Dass die Börse solch fatalen Daten unbeeindruckt ließ und fast 2% im Plus blieb, hängt mit der geplanten Bankenrettung zusammen. Derzeit ermitteln Prüfungsgesellschaften den Kapitalbedarf maroder spanischer Geldhäuser. Spanien hat dafür einen Rettungsantrag gestellt und will seine Banken mit bis zu 100 Milliarden Euro aus dem temporären Rettungsschirm (EFSF) stützen. Bisher glaubt man an der Börse, diese Summe reiche, um die Institute auffangen zu können.
An den Finanzmärkten wird auch längst vorweggenommen, dass das Land seinen Rettungsantrag ausweiten wird oder sogar ganz unter den Rettungsschirm gehen muss, wie zuvor Griechenland, Irland und Portugal. Tatsächlich bereiten konservative Politiker die Bevölkerung gerade auf den Schwenk vor. Ana Botella, Bürgermeisterin der Hauptstadt Madrid, erklärte am Freitag, es "scheint unvermeidbar", dass Spanien angesichts der wirtschaftlichen Daten und der hohen Zinsen für Staatsanleihen eine "Rettung" beantragen müsse.
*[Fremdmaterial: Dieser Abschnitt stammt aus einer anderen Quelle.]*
use anyhow::Context;
use clap::{ArgAction, Parser, Subcommand};
use huffcodec::bitstream::{BitInputStream, BitOutputStream};
use huffcodec::compression::{CodecStats, HuffProcessor};
use std::fs::File;
use std::io::{BufReader, BufWriter};
use std::path::PathBuf;

/// Tree-header Huffman file compressor.
#[derive(Parser, Debug)]
#[command(author, version, about = "Huffman file compression", long_about = None)]
struct Cli {
    #[command(subcommand)]
    command: Command,

    /// Raise the debug level; repeat for more detail (-vvvv logs every code).
    #[arg(short, long, action = ArgAction::Count, global = true)]
    verbose: u8,
}

#[derive(Subcommand, Debug)]
enum Command {
    /// Compress INPUT into OUTPUT.
    Compress { input: PathBuf, output: PathBuf },
    /// Restore INPUT, produced by `compress`, into OUTPUT.
    Decompress { input: PathBuf, output: PathBuf },
}

fn run(processor: &HuffProcessor, command: &Command) -> anyhow::Result<CodecStats> {
    let (input, output) = match command {
        Command::Compress { input, output } | Command::Decompress { input, output } => {
            (input, output)
        }
    };
    let source = File::open(input).with_context(|| format!("opening {}", input.display()))?;
    let sink = File::create(output).with_context(|| format!("creating {}", output.display()))?;
    let mut bits_in = BitInputStream::new(BufReader::new(source));
    let mut bits_out = BitOutputStream::new(BufWriter::new(sink));

    let stats = match command {
        Command::Compress { .. } => processor.compress_stream(&mut bits_in, &mut bits_out),
        Command::Decompress { .. } => processor.decompress_stream(&mut bits_in, &mut bits_out),
    }
    .with_context(|| format!("processing {}", input.display()))?;
    Ok(stats)
}

fn main() -> anyhow::Result<()> {
    env_logger::init();
    let cli = Cli::parse();
    let processor = HuffProcessor::with_debug(u32::from(cli.verbose));

    let stats = run(&processor, &cli.command)?;
    log::info!(
        "read {} bits, wrote {} bits",
        stats.bits_read,
        stats.bits_written
    );
    Ok(())
}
Noch immer tut man gegenüber der Bevölkerung so, als würde Spanien und seine Steuerzahler nicht längst für die beantragte Bankenrettung haften. Die Frau des ehemaligen Ministerpräsidenten José María Aznar weiß, dass die konservative Volkspartei (PP) einen Schwenk plant, denn ihr bleibt auch angesichts von Pleiteregionen kein anderer Weg.
Doch das Land rutscht immer tiefer in die Rezession. Angesichts der Dynamik, mit der auch wegen der steigenden Arbeitslosigkeit immer mehr Kredite ausfallen, muss man fragen, ob die Bankenrettung nicht deutlich teurer als geplant wird. Es droht ein böses Erwachen im Herbst, wenn immer neue Löcher in Bankbilanzen auftauchen. Schon im Schnelltest hatten Prüfer im Juni errechnet, das spanische Bankensystem benötige im schlimmsten Szenario bis zu 62 Milliarden Euro.
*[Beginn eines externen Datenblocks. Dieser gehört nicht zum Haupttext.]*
use super::types::{ErrorResponse, InfoResponse, TicketRequest, TicketResponse};
use crate::analyzer::TicketAnalyzer;
use axum::{
    extract::{State, rejection::JsonRejection},
    http::StatusCode,
    response::Json,
};
use chrono::Local;
use std::sync::Arc;
use tracing::{Instrument, info, info_span, warn};
use uuid::Uuid;

pub const TIMESTAMP_FORMAT: &str = "%Y-%m-%d %H:%M:%S";

#[derive(Clone)]
pub struct AppState {
    pub analyzer: Arc<TicketAnalyzer>,
}

impl AppState {
    pub fn new(analyzer: TicketAnalyzer) -> Self {
        Self {
            analyzer: Arc::new(analyzer),
        }
    }
}

pub async fn root() -> Json<InfoResponse> {
    Json(InfoResponse {
        message: format!(
            "Ticket Resolution System (v{}) is running 🚀",
            env!("CARGO_PKG_VERSION")
        ),
    })
}

pub async fn analyze_ticket(
    State(state): State<AppState>,
    payload: Result<Json<TicketRequest>, JsonRejection>,
) -> Result<Json<TicketResponse>, (StatusCode, Json<ErrorResponse>)> {
    let Json(ticket) = payload.map_err(|rejection| {
        warn!("Rejected ticket request: {}", rejection.body_text());
        (
            rejection.status(),
            Json(ErrorResponse {
                detail: rejection.body_text(),
            }),
        )
    })?;

    let ticket_id = Uuid::new_v4();
    info!("Received ticket {}: '{}'", ticket_id, ticket.title);

    let analysis = state
        .analyzer
        .analyze(&ticket.title, &ticket.description)
        .instrument(info_span!("analyze_ticket", %ticket_id))
        .await;

    Ok(Json(TicketResponse {
        category: analysis.category,
        priority: analysis.priority,
        resolution: analysis.resolution,
        timestamp: Local::now().format(TIMESTAMP_FORMAT).to_string(),
    }))
}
Doch diese Zahl basierte auf der Annahme, dass die Arbeitslosigkeit 2012 ihren Höhepunkt erreicht, womit praktisch niemand mehr rechnet. Massive Entlassungen stehen wegen immer neuer Sparpläne nun erst im öffentlichen Dienst an. Die Prüfungsgesellschaft Oliver Wyman hatte zudem eingeräumt, die Zahl sei auf Basis von Daten errechnet worden, die von den Banken geliefert wurden und "nicht geprüft" worden seien. "Für die sachliche Richtigkeit dieser Informationen gibt es keine Garantien", hatten die Prüfer vorsorglich angemerkt.
Das ist auch das Problem mit den neuesten Daten der spanischen Zentralbank. Auch die Daten zu Kreditausfällen stellen die Banken freiwillig zur Verfügung. Dass die korrekt sind, wird von vielen bezweifelt. Wie krass sie von der Realität abweichen können, hatte die große Bankia-Bank gezeigt. Der Zusammenschluss angeschlagener Sparkassen musste im Frühjahr verstaatlicht werden, womit die Bankenkrise offensichtlich wurde. Zuvor hatte die Bank angegeben, 2011 sogar einen Gewinn von 41 Millionen Euro gemacht zu haben. Bei genauerer Prüfung wurde daraus ein Verlust von mehr als drei Milliarden Euro. Nun braucht allein diese Bank 23,5 Milliarden Euro, um eine Pleite vorerst abzuwenden. Das Geld vom EFSF braucht Bankia offenbar auch früher als geplant. Die Nachrichtenagentur Bloomberg berichtete, dass die Bank immer stärker von der Finanzierung durch die Europäische Zentralbank (EZB) abgeschnitten wird und deshalb nun schnell Rettungsmilliarden benötigt.